● Activity: Go line by line through the data below and count those with the string "Welford". Give the number only.

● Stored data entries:

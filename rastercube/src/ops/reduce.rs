//! The per-band streaming reducer vocabulary shared by reduce_time,
//! reduce_space and window_time.
//!
//! Reducers follow a pairwise protocol: `init` prepares the output slots and
//! any per-pixel auxiliary state, `combine` folds one input chunk at a time
//! in parent order, `finalize` post-processes (eg divides by the count).
//! This lets a reduction run without ever materializing its full input
//! domain. NaN inputs never contribute; see the per-reducer contracts below.

use ndarray::{Array2, Array4};

use crate::chunk::ChunkData;
use crate::errors::{Error, Result};

/// A named streaming aggregator.
///
/// Numeric contracts over the non-NaN inputs of one output cell:
/// sum (empty input → 0), prod (empty → 1), count, mean (empty → NaN),
/// min/max (empty → NaN), median (exact, even counts average the two
/// middles), var (Welford, divisor n−1, n ≤ 1 → NaN), sd (√var).
///
#[derive(Clone, Copy, Debug, PartialEq, Eq)]
pub enum Reducer {
    Sum,
    Prod,
    Count,
    Mean,
    Min,
    Max,
    Median,
    Var,
    Sd,
}

impl Reducer {
    pub fn as_str(&self) -> &'static str {
        match self {
            Self::Sum => "sum",
            Self::Prod => "prod",
            Self::Count => "count",
            Self::Mean => "mean",
            Self::Min => "min",
            Self::Max => "max",
            Self::Median => "median",
            Self::Var => "var",
            Self::Sd => "sd",
        }
    }

    pub fn from_str(s: &str) -> Result<Self> {
        match s {
            "sum" => Ok(Self::Sum),
            "prod" => Ok(Self::Prod),
            "count" => Ok(Self::Count),
            "mean" => Ok(Self::Mean),
            "min" => Ok(Self::Min),
            "max" => Ok(Self::Max),
            "median" => Ok(Self::Median),
            "var" => Ok(Self::Var),
            "sd" => Ok(Self::Sd),
            _ => Err(Error::Config(format!("unknown reducer '{s}'"))),
        }
    }

    /// Slot value before any input arrives.
    fn neutral(&self) -> f64 {
        match self {
            Self::Sum | Self::Count => 0.0,
            Self::Prod => 1.0,
            _ => f64::NAN,
        }
    }
}

/// Parse `[(reducer, band_name)]` pairs as they appear in cube JSON.
pub fn parse_reducer_bands(value: &serde_json::Value) -> Result<Vec<(Reducer, String)>> {
    let list = value
        .as_array()
        .ok_or_else(|| Error::Config("reducer_bands must be an array".to_string()))?;

    let mut out = Vec::with_capacity(list.len());
    for entry in list {
        let pair = entry
            .as_array()
            .filter(|p| p.len() == 2)
            .ok_or_else(|| Error::Config("reducer_bands entries must be pairs".to_string()))?;
        let reducer = pair[0]
            .as_str()
            .ok_or_else(|| Error::Config("reducer name must be a string".to_string()))?;
        let band = pair[1]
            .as_str()
            .ok_or_else(|| Error::Config("band name must be a string".to_string()))?;
        out.push((Reducer::from_str(reducer)?, band.to_string()));
    }

    Ok(out)
}

/// Apply a reducer to an explicit list of values, eg one temporal window.
pub(crate) fn reduce_values(kind: Reducer, values: &[f64]) -> f64 {
    let mut slot = kind.neutral();
    let mut count = 0u32;
    let mut mean = 0.0;
    let mut bucket = vec![];

    for &v in values {
        if v.is_nan() {
            continue;
        }
        match kind {
            Reducer::Sum => slot += v,
            Reducer::Prod => slot *= v,
            Reducer::Count => slot += 1.0,
            Reducer::Mean => {
                count += 1;
                if slot.is_nan() {
                    slot = v;
                } else {
                    slot += v;
                }
            }
            Reducer::Min => slot = if slot.is_nan() { v } else { slot.min(v) },
            Reducer::Max => slot = if slot.is_nan() { v } else { slot.max(v) },
            Reducer::Median => bucket.push(v),
            Reducer::Var | Reducer::Sd => {
                count += 1;
                if slot.is_nan() {
                    slot = 0.0;
                }
                let delta = v - mean;
                mean += delta / count as f64;
                slot += delta * (v - mean);
            }
        }
    }

    match kind {
        Reducer::Mean => {
            if count > 0 {
                slot / count as f64
            } else {
                f64::NAN
            }
        }
        Reducer::Var | Reducer::Sd => {
            if count > 1 {
                let var = slot / (count - 1) as f64;
                if kind == Reducer::Sd {
                    var.sqrt()
                } else {
                    var
                }
            } else {
                f64::NAN
            }
        }
        Reducer::Median => median_of(&mut bucket),
        _ => slot,
    }
}

fn median_of(values: &mut [f64]) -> f64 {
    if values.is_empty() {
        return f64::NAN;
    }
    values.sort_by(|a, b| a.partial_cmp(b).unwrap());
    let mid = values.len() / 2;
    if values.len() % 2 == 1 {
        values[mid]
    } else {
        (values[mid - 1] + values[mid]) / 2.0
    }
}

enum AuxState {
    Slot,
    Counted { count: Array2<u32> },
    Welford { count: Array2<u32>, mean: Array2<f64> },
    Buckets { buckets: Vec<Vec<f64>> },
}

/// Streaming reducer over the time axis of one band; the output slot is
/// `out[band_out, 0, y, x]`.
///
pub(crate) struct TimeReducer {
    kind: Reducer,
    band_in: usize,
    band_out: usize,
    state: AuxState,
}

impl TimeReducer {
    pub fn new(kind: Reducer, band_in: usize, band_out: usize) -> Self {
        Self {
            kind,
            band_in,
            band_out,
            state: AuxState::Slot,
        }
    }

    pub fn init(&mut self, out: &mut Array4<f64>) {
        let (_, _, ny, nx) = out.dim();
        for y in 0..ny {
            for x in 0..nx {
                out[[self.band_out, 0, y, x]] = self.kind.neutral();
            }
        }
        self.state = match self.kind {
            Reducer::Mean => AuxState::Counted {
                count: Array2::zeros((ny, nx)),
            },
            Reducer::Var | Reducer::Sd => AuxState::Welford {
                count: Array2::zeros((ny, nx)),
                mean: Array2::zeros((ny, nx)),
            },
            Reducer::Median => AuxState::Buckets {
                buckets: vec![vec![]; ny * nx],
            },
            _ => AuxState::Slot,
        };
    }

    pub fn combine(&mut self, out: &mut Array4<f64>, chunk: &ChunkData, _chunk_id: u32) {
        let buf = match chunk.buf() {
            Some(buf) => buf,
            None => return,
        };
        let (_, st, ny, nx) = buf.dim();

        for t in 0..st {
            for y in 0..ny {
                for x in 0..nx {
                    let v = buf[[self.band_in, t, y, x]];
                    if v.is_nan() {
                        continue;
                    }
                    let slot = &mut out[[self.band_out, 0, y, x]];
                    match &mut self.state {
                        AuxState::Slot => match self.kind {
                            Reducer::Sum => *slot += v,
                            Reducer::Prod => *slot *= v,
                            Reducer::Count => *slot += 1.0,
                            Reducer::Min => {
                                *slot = if slot.is_nan() { v } else { slot.min(v) }
                            }
                            Reducer::Max => {
                                *slot = if slot.is_nan() { v } else { slot.max(v) }
                            }
                            _ => unreachable!(),
                        },
                        AuxState::Counted { count } => {
                            let c = &mut count[[y, x]];
                            *c += 1;
                            *slot = if slot.is_nan() { v } else { *slot + v };
                        }
                        AuxState::Welford { count, mean } => {
                            let c = &mut count[[y, x]];
                            *c += 1;
                            if slot.is_nan() {
                                *slot = 0.0;
                            }
                            let m = &mut mean[[y, x]];
                            let delta = v - *m;
                            *m += delta / *c as f64;
                            *slot += delta * (v - *m);
                        }
                        AuxState::Buckets { buckets } => buckets[y * nx + x].push(v),
                    }
                }
            }
        }
    }

    pub fn finalize(&mut self, out: &mut Array4<f64>) {
        let (_, _, ny, nx) = out.dim();
        match &mut self.state {
            AuxState::Slot => {}
            AuxState::Counted { count } => {
                for y in 0..ny {
                    for x in 0..nx {
                        let slot = &mut out[[self.band_out, 0, y, x]];
                        let c = count[[y, x]];
                        *slot = if c > 0 { *slot / c as f64 } else { f64::NAN };
                    }
                }
            }
            AuxState::Welford { count, .. } => {
                for y in 0..ny {
                    for x in 0..nx {
                        let slot = &mut out[[self.band_out, 0, y, x]];
                        let c = count[[y, x]];
                        *slot = if c > 1 {
                            let var = *slot / (c - 1) as f64;
                            if self.kind == Reducer::Sd {
                                var.sqrt()
                            } else {
                                var
                            }
                        } else {
                            f64::NAN
                        };
                    }
                }
            }
            AuxState::Buckets { buckets } => {
                for y in 0..ny {
                    for x in 0..nx {
                        out[[self.band_out, 0, y, x]] = median_of(&mut buckets[y * nx + x]);
                    }
                }
            }
        }
    }
}

/// Streaming reducer over both spatial axes of one band; the output slot is
/// `out[band_out, t, 0, 0]`.
///
pub(crate) struct SpaceReducer {
    kind: Reducer,
    band_in: usize,
    band_out: usize,
    count: Vec<u32>,
    mean: Vec<f64>,
    buckets: Vec<Vec<f64>>,
}

impl SpaceReducer {
    pub fn new(kind: Reducer, band_in: usize, band_out: usize) -> Self {
        Self {
            kind,
            band_in,
            band_out,
            count: vec![],
            mean: vec![],
            buckets: vec![],
        }
    }

    pub fn init(&mut self, out: &mut Array4<f64>) {
        let st = out.dim().1;
        for t in 0..st {
            out[[self.band_out, t, 0, 0]] = self.kind.neutral();
        }
        self.count = vec![0; st];
        self.mean = vec![0.0; st];
        self.buckets = vec![vec![]; st];
    }

    pub fn combine(&mut self, out: &mut Array4<f64>, chunk: &ChunkData, _chunk_id: u32) {
        let buf = match chunk.buf() {
            Some(buf) => buf,
            None => return,
        };
        let (_, st, ny, nx) = buf.dim();

        for t in 0..st {
            let slot = &mut out[[self.band_out, t, 0, 0]];
            for y in 0..ny {
                for x in 0..nx {
                    let v = buf[[self.band_in, t, y, x]];
                    if v.is_nan() {
                        continue;
                    }
                    match self.kind {
                        Reducer::Sum => *slot += v,
                        Reducer::Prod => *slot *= v,
                        Reducer::Count => *slot += 1.0,
                        Reducer::Min => *slot = if slot.is_nan() { v } else { slot.min(v) },
                        Reducer::Max => *slot = if slot.is_nan() { v } else { slot.max(v) },
                        Reducer::Mean => {
                            self.count[t] += 1;
                            *slot = if slot.is_nan() { v } else { *slot + v };
                        }
                        Reducer::Var | Reducer::Sd => {
                            self.count[t] += 1;
                            if slot.is_nan() {
                                *slot = 0.0;
                            }
                            let delta = v - self.mean[t];
                            self.mean[t] += delta / self.count[t] as f64;
                            *slot += delta * (v - self.mean[t]);
                        }
                        Reducer::Median => self.buckets[t].push(v),
                    }
                }
            }
        }
    }

    pub fn finalize(&mut self, out: &mut Array4<f64>) {
        let st = out.dim().1;
        for t in 0..st {
            let slot = &mut out[[self.band_out, t, 0, 0]];
            match self.kind {
                Reducer::Mean => {
                    let c = self.count[t];
                    *slot = if c > 0 { *slot / c as f64 } else { f64::NAN };
                }
                Reducer::Var | Reducer::Sd => {
                    let c = self.count[t];
                    *slot = if c > 1 {
                        let var = *slot / (c - 1) as f64;
                        if self.kind == Reducer::Sd {
                            var.sqrt()
                        } else {
                            var
                        }
                    } else {
                        f64::NAN
                    };
                }
                Reducer::Median => *slot = median_of(&mut self.buckets[t]),
                _ => {}
            }
        }
    }
}

#[cfg(test)]
mod tests {
    use super::*;

    #[test]
    fn test_reduce_values_contracts() {
        let nan = f64::NAN;
        assert_eq!(reduce_values(Reducer::Sum, &[1.0, nan, 2.0]), 3.0);
        assert_eq!(reduce_values(Reducer::Sum, &[nan, nan]), 0.0);
        assert_eq!(reduce_values(Reducer::Prod, &[2.0, 3.0]), 6.0);
        assert_eq!(reduce_values(Reducer::Prod, &[]), 1.0);
        assert_eq!(reduce_values(Reducer::Count, &[1.0, nan, 2.0]), 2.0);
        assert_eq!(reduce_values(Reducer::Mean, &[1.0, nan, 3.0]), 2.0);
        assert!(reduce_values(Reducer::Mean, &[nan]).is_nan());
        assert_eq!(reduce_values(Reducer::Min, &[3.0, 1.0, nan]), 1.0);
        assert_eq!(reduce_values(Reducer::Max, &[3.0, 1.0, nan]), 3.0);
        assert!(reduce_values(Reducer::Min, &[]).is_nan());
    }

    #[test]
    fn test_median_contracts() {
        assert_eq!(reduce_values(Reducer::Median, &[3.0, 1.0, 2.0]), 2.0);
        assert_eq!(reduce_values(Reducer::Median, &[1.0, 2.0, 3.0, 4.0]), 2.5);
        assert!(reduce_values(Reducer::Median, &[]).is_nan());
    }

    #[test]
    fn test_variance_contracts() {
        let var = reduce_values(Reducer::Var, &[1.0, 2.0, 3.0, 4.0, 5.0]);
        assert!((var - 2.5).abs() < 1e-12);
        let sd = reduce_values(Reducer::Sd, &[1.0, 2.0, 3.0, 4.0, 5.0]);
        assert!((sd - 2.5f64.sqrt()).abs() < 1e-12);
        assert!(reduce_values(Reducer::Var, &[1.0]).is_nan());
        assert!(reduce_values(Reducer::Sd, &[]).is_nan());
    }

    #[test]
    fn test_reducer_names() {
        for name in [
            "sum", "prod", "count", "mean", "min", "max", "median", "var", "sd",
        ] {
            assert_eq!(Reducer::from_str(name).unwrap().as_str(), name);
        }
        assert!(Reducer::from_str("mode").is_err());
    }

    #[test]
    fn test_parse_reducer_bands() {
        let value = serde_json::json!([["mean", "B04"], ["sum", "B08"]]);
        let pairs = parse_reducer_bands(&value).unwrap();
        assert_eq!(pairs.len(), 2);
        assert_eq!(pairs[0], (Reducer::Mean, "B04".to_string()));
        assert!(parse_reducer_bands(&serde_json::json!([["nope", "B04"]])).is_err());
        assert!(parse_reducer_bands(&serde_json::json!("mean")).is_err());
    }
}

● Finished exercise: 5